I sat in the blue plaid wing chair I had gotten for my birthday. Next to me was our basket of children’s books. I sat and held the miracle for a time in its first and only cradle, the warm hand of its own momma. I marveled at it. I said a prayer to its sweet little lost promise. It was at this moment that more emotion came. Later it was hard to put the miracle in to the glass dish, because I knew I would most likely not hold the miracle again.
The sun rose and my husband woke and I told him we lost the baby.
“Maybe you are wrong,” he offered supportively. “You can go to the doctors and see.”
“No, “ I said. “This is for sure.”
I brought him downstairs and took him to the quiet corner of the kitchen where I had placed the yellow Tupperware, the little glass Pyrex dish, the ice, and the miracle.
Our toddler son woke up, and the doctors’ office opened.
“Maybe you are wrong,” the nurse offered supportively. “Come over now and the doctor can see. ”
“No,” I said. “This is for sure.”
I had no more words for it.
I snapped the bright yellow cover into place, instinctively burping the extra air out of the container to seal in the freshness.
This is only one woman’s story about a few moments in her own life. These individual experiences are so easily dismissed by others at times. Why do you suppose that is?

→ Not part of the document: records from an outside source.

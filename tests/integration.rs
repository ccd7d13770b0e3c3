//! Integration tests for the state container.

use futures::executor::block_on;
use lodestore::{
    derive, handler, ItemKey, ReadOutcome, Store, StoreConfig, StoreError, StoreEvent,
    SubscriptionConfig,
};
use serde_json::{json, Value};
use std::collections::HashMap;
use std::sync::Arc;
use std::time::Duration;

const QUOTES: &[(&str, &str)] = &[
    (
        "Care About Your Craft",
        "Why spend your life developing software unless you care about doing it well?",
    ),
    (
        "Think! About Your Work",
        "Turn off the autopilot and take control. Constantly critique and appraise your work.",
    ),
    (
        "Provide Options, Don't Make Lame Excuses",
        "Instead of excuses, provide options. Don't say it can't be done; explain what can be done.",
    ),
    (
        "Don't Live with Broken Windows",
        "Fix bad designs, wrong decisions, and poor code when you see them.",
    ),
];

const MAX_QUOTE_ID: i64 = QUOTES.len() as i64;

fn fetch_quote(id: i64) -> Option<Value> {
    let index = usize::try_from(id - 1).ok()?;
    let (title, description) = QUOTES.get(index)?;
    Some(json!({ "title": title, "description": description }))
}

fn quote_store() -> Store {
    let _ = tracing_subscriber::fmt().with_test_writer().try_init();

    let store = Store::new(StoreConfig {
        initial_state: HashMap::from([
            ("quoteId".to_string(), json!(1)),
            ("color".to_string(), json!("blue")),
        ]),
        initializers: HashMap::from([("quotes".to_string(), "loadQuote".to_string())]),
        patch_history: 32,
        ..Default::default()
    });

    store.register_action(
        "loadQuote",
        handler(|scope, payload| async move {
            let id = payload.first().and_then(Value::as_i64).unwrap_or(1);
            let quote = fetch_quote(id)
                .ok_or_else(|| StoreError::handler(format!("no quote {id}")))?;
            scope.update(|draft| draft.set_item("quotes", &ItemKey::from(id), quote));
            Ok(Some(json!({ "quoteId": id })))
        }),
    );

    store.register_action(
        "nextQuote",
        handler(|scope, _payload| async move {
            scope.update(|draft| {
                let id = draft.get("quoteId").and_then(Value::as_i64).unwrap_or(1);
                let next = if id >= MAX_QUOTE_ID { 1 } else { id + 1 };
                draft.set("quoteId", json!(next));
            });
            Ok(None)
        }),
    );

    store.register_action(
        "toggleColor",
        handler(|scope, _payload| async move {
            scope.update(|draft| {
                let next = match draft.get("color").and_then(Value::as_str) {
                    Some("blue") => "green",
                    _ => "blue",
                };
                draft.set("color", json!(next));
            });
            Ok(None)
        }),
    );

    store
}

/// Await a pending read, then read again.
fn read_through(store: &Store, name: &str, item: Option<&ItemKey>) -> ReadOutcome {
    match store.read(name, item).unwrap() {
        ReadOutcome::Pending(loading) => {
            block_on(loading);
            store.read(name, item).unwrap()
        }
        outcome => outcome,
    }
}

// --- Reads & lazy loading ---

#[test]
fn test_initial_state_reads_synchronously() {
    let store = quote_store();
    let outcome = store.read("quoteId", None).unwrap();
    assert_eq!(**outcome.ready().unwrap(), json!(1));
}

#[test]
fn test_lazy_read_suspends_then_resolves() {
    let store = quote_store();
    let item = ItemKey::from(1);

    // First read starts the load and suspends.
    let loading = store.read("quotes", Some(&item)).unwrap().pending().unwrap();
    block_on(loading);

    // After settlement the value reads synchronously.
    let outcome = store.read("quotes", Some(&item)).unwrap();
    let quote = outcome.ready().unwrap();
    assert_eq!(quote["title"], "Care About Your Craft");
}

#[test]
fn test_whole_slice_read_uses_item_all_sentinel() {
    let store = quote_store();
    // No item key: the initializer is dispatched with an empty payload and
    // its default loads quote 1.
    let outcome = read_through(&store, "quotes", None);
    let quotes = outcome.ready().unwrap();
    assert_eq!(quotes["1"]["title"], "Care About Your Craft");
}

#[test]
fn test_single_flight_shares_one_load() {
    let store = quote_store();
    let calls = Arc::new(std::sync::atomic::AtomicU64::new(0));
    let seen = Arc::clone(&calls);
    // A second handler on the initializer action counts dispatches.
    store.register_action(
        "loadQuote",
        handler(move |_scope, _payload| {
            let seen = Arc::clone(&seen);
            async move {
                seen.fetch_add(1, std::sync::atomic::Ordering::SeqCst);
                Ok(None)
            }
        }),
    );

    let item = ItemKey::from(2);
    let first = store.read("quotes", Some(&item)).unwrap().pending().unwrap();
    let second = store.read("quotes", Some(&item)).unwrap().pending().unwrap();
    assert!(first.same_load(&second));

    block_on(async { futures::join!(first, second) });

    assert_eq!(calls.load(std::sync::atomic::Ordering::SeqCst), 1);
    let outcome = store.read("quotes", Some(&item)).unwrap();
    assert_eq!(outcome.ready().unwrap()["title"], "Think! About Your Work");
}

#[test]
fn test_distinct_items_load_independently() {
    let store = quote_store();
    let first = read_through(&store, "quotes", Some(&ItemKey::from(1)));
    let fourth = read_through(&store, "quotes", Some(&ItemKey::from(4)));
    assert_eq!(first.ready().unwrap()["title"], "Care About Your Craft");
    assert_eq!(fourth.ready().unwrap()["title"], "Don't Live with Broken Windows");
}

// --- Actions & dispatch ---

#[test]
fn test_next_quote_wraps_at_maximum() {
    let store = quote_store();
    store.update(|draft| draft.set("quoteId", json!(MAX_QUOTE_ID)));

    block_on(store.dispatch("nextQuote", vec![])).unwrap();
    assert_eq!(*store.get("quoteId", None).unwrap(), json!(1));
}

#[test]
fn test_next_quote_increments_below_maximum() {
    let store = quote_store();
    block_on(store.dispatch("nextQuote", vec![])).unwrap();
    assert_eq!(*store.get("quoteId", None).unwrap(), json!(2));
}

#[test]
fn test_two_handlers_merge_partial_results() {
    let store = quote_store();
    store.register_action(
        "profile",
        handler(|_scope, _payload| async { Ok(Some(json!({ "name": "ada" }))) }),
    );
    store.register_action(
        "profile",
        handler(|_scope, _payload| async { Ok(Some(json!({ "role": "engineer" }))) }),
    );

    let result = block_on(store.dispatch("profile", vec![])).unwrap();
    assert_eq!(result.get("name"), Some(&json!("ada")));
    assert_eq!(result.get("role"), Some(&json!("engineer")));
}

#[test]
fn test_register_actions_merge_is_idempotent() {
    let store = Store::new(StoreConfig::default());
    let calls = Arc::new(std::sync::atomic::AtomicU64::new(0));
    let seen = Arc::clone(&calls);
    let count = handler(move |_scope, _payload| {
        let seen = Arc::clone(&seen);
        async move {
            seen.fetch_add(1, std::sync::atomic::Ordering::SeqCst);
            Ok(None)
        }
    });

    // Overlapping registration of the same handler identity merges to one.
    store.register_actions([("bump".to_string(), count.clone())]);
    store.register_actions([("bump".to_string(), count)]);

    block_on(store.dispatch("bump", vec![])).unwrap();
    assert_eq!(calls.load(std::sync::atomic::Ordering::SeqCst), 1);
}

#[test]
fn test_dispatch_result_from_initializer_handler() {
    let store = quote_store();
    let result = block_on(store.dispatch("loadQuote", vec![json!(3)])).unwrap();
    assert_eq!(result.get("quoteId"), Some(&json!(3)));
    assert_eq!(
        store
            .get("quotes", Some(&ItemKey::from(3)))
            .unwrap()["title"],
        "Provide Options, Don't Make Lame Excuses"
    );
}

#[test]
fn test_shared_context_reaches_handlers() {
    let store = quote_store();
    store.context().insert("greeting", "hello".to_string());
    store.register_action(
        "greet",
        handler(|scope, _payload| async move {
            let greeting = scope
                .context()
                .get::<String>("greeting")
                .map(|g| g.to_string())
                .unwrap_or_default();
            Ok(Some(json!({ "greeting": greeting })))
        }),
    );

    let result = block_on(store.dispatch("greet", vec![])).unwrap();
    assert_eq!(result.get("greeting"), Some(&json!("hello")));
}

// --- Structural sharing & notification ---

#[test]
fn test_update_preserves_untouched_slice_identity() {
    let store = quote_store();
    let before = store.snapshot();
    block_on(store.dispatch("nextQuote", vec![])).unwrap();
    let after = store.snapshot();

    assert!(Arc::ptr_eq(
        before.slice("color").unwrap(),
        after.slice("color").unwrap()
    ));
    assert!(!Arc::ptr_eq(
        before.slice("quoteId").unwrap(),
        after.slice("quoteId").unwrap()
    ));
}

#[test]
fn test_subscribers_notified_only_for_observed_slices() {
    let store = quote_store();
    let quote_sub = store.subscribe(SubscriptionConfig::slices(["quoteId"]));
    let color_sub = store.subscribe(SubscriptionConfig::slices(["color"]));

    block_on(store.dispatch("nextQuote", vec![])).unwrap();

    match quote_sub.recv_timeout(Duration::from_millis(100)).unwrap() {
        StoreEvent::Changed { prev, next, changed_mask } => {
            assert_eq!(changed_mask & store.mask_for("quoteId"), store.mask_for("quoteId"));
            assert_eq!(*prev.slice("quoteId").unwrap().as_ref(), json!(1));
            assert_eq!(*next.slice("quoteId").unwrap().as_ref(), json!(2));
        }
        event => panic!("expected Changed, got {event:?}"),
    }
    assert!(color_sub.recv_timeout(Duration::from_millis(50)).is_err());
}

#[test]
fn test_changed_mask_matches_touched_slices_only() {
    let store = quote_store();
    let sub = store.subscribe(SubscriptionConfig::all());

    block_on(store.dispatch("toggleColor", vec![])).unwrap();

    match sub.recv_timeout(Duration::from_millis(100)).unwrap() {
        StoreEvent::Changed { changed_mask, .. } => {
            assert_eq!(changed_mask, store.mask_for("color"));
        }
        event => panic!("expected Changed, got {event:?}"),
    }
}

// --- Derived slices ---

fn register_quote_lengths(store: &Store) {
    store.register_derived(
        "quoteLengths",
        derive(|ctx, item| {
            let quote = ctx.get("quotes", item)?;
            let description = quote["description"].as_str().unwrap_or_default();
            Ok(json!(description.len()))
        }),
    );
}

#[test]
fn test_derived_read_suspends_on_missing_dependency() {
    let store = quote_store();
    register_quote_lengths(&store);

    // The derived read suspends on loading quotes[1], not on a fictitious
    // quoteLengths initializer.
    let outcome = read_through(&store, "quoteLengths", Some(&ItemKey::from(1)));
    assert_eq!(**outcome.ready().unwrap(), json!(76));
}

#[test]
fn test_derived_memoization_returns_stable_reference() {
    let store = quote_store();
    register_quote_lengths(&store);
    let item = ItemKey::from(1);

    let first = read_through(&store, "quoteLengths", Some(&item));
    let first = first.ready().unwrap();

    // An unrelated update leaves the dependency untouched, so the derived
    // value is the same reference, not a recomputation.
    block_on(store.dispatch("toggleColor", vec![])).unwrap();
    let second = store.read("quoteLengths", Some(&item)).unwrap();
    assert!(Arc::ptr_eq(first, second.ready().unwrap()));
}

#[test]
fn test_derived_observer_notified_via_dependency_mask() {
    let store = quote_store();
    register_quote_lengths(&store);
    read_through(&store, "quoteLengths", Some(&ItemKey::from(1)));

    // After first evaluation the derived mask narrows to its dependencies.
    assert_eq!(store.mask_for("quoteLengths"), store.mask_for("quotes"));

    let sub = store.subscribe(SubscriptionConfig::slices(["quoteLengths"]));
    block_on(store.dispatch("loadQuote", vec![json!(2)])).unwrap();
    assert!(sub.recv_timeout(Duration::from_millis(100)).is_ok());
}

// --- Patch log ---

#[test]
fn test_update_records_patches_and_reverts() {
    let store = quote_store();
    let event = block_on(store.dispatch("nextQuote", vec![])).unwrap();

    let updates = store.patch_log().recent(1);
    assert_eq!(updates.len(), 1);
    let update = &updates[0];
    assert_eq!(update.action.as_deref(), Some("nextQuote"));
    assert_eq!(update.dispatch_id, Some(event.dispatch_id));
    assert_eq!(update.patches[0].path, vec!["quoteId"]);
    assert_eq!(update.patches[0].value, Some(json!(2)));
    assert_eq!(update.reverts[0].value, Some(json!(1)));
}

#[test]
fn test_stats_reflect_activity() {
    let store = quote_store();
    read_through(&store, "quotes", Some(&ItemKey::from(1)));
    let stats = store.stats();
    assert_eq!(stats.slice_count, 3); // quoteId, color, quotes
    assert_eq!(stats.pending_loads, 0);
    assert!(stats.dispatch_count >= 1);
    assert!(stats.update_count >= 1);
}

I drove to my obstetricians office with my miracle next to me on the front seat. This was a tiny office with one physician so a very intimate place that knew you when you walked in. I walked into the office carrying my sealed yellow Tupperware container.
I opened it at the desk.
“Oh,” the nurse sighed. I have never seen anything like this. Now I know what you meant.” The nurse gave me a hug. She went and got the doctor.
“Oh my goodness,” the doctor said. “In all my years I have never seen anything like this.” He would retire after I had my next baby, so he already had lots of years in, and yet he looked and looked.
“Everything looks perfect. I think the fetus is about 8 weeks along. Were you sick a few weeks ago?” He was kind and spoke gently, just the way you would want someone to be.
We had been. We had been vomiting for 24 hours, 4 weeks earlier.
He explained what he thought had happened. At certain points in development a fetus is vulnerable. Our miracle had not survived our catching that virus at 8 weeks. Mother Nature knew, and there we were, catching up with it all 4 weeks later.
The doctor placed the miracle in a proper medical container and sent it to hospital pathology to test his guess and make sure that we would not miss anything that would be important for us to know.
We waited to see if my body would pass the placenta but my body held on to it. I was scheduled for a D&C (Dilatation and Curettage) at the local hospital to remove the amazing network of fetal support my body had created. As a part time emergency room nurse, I called out sick that day and the next, to take the day after the procedure off, explaining what my experience had been. “Why are you calling out sick?” my nurse manager asked. “It is like having an abortion. People have abortions and do not get to take days off.”
“I want the day off. I lost my baby.” My voice shook. I felt instant anger but this was all I could muster at the time. Why would someone be so cruel?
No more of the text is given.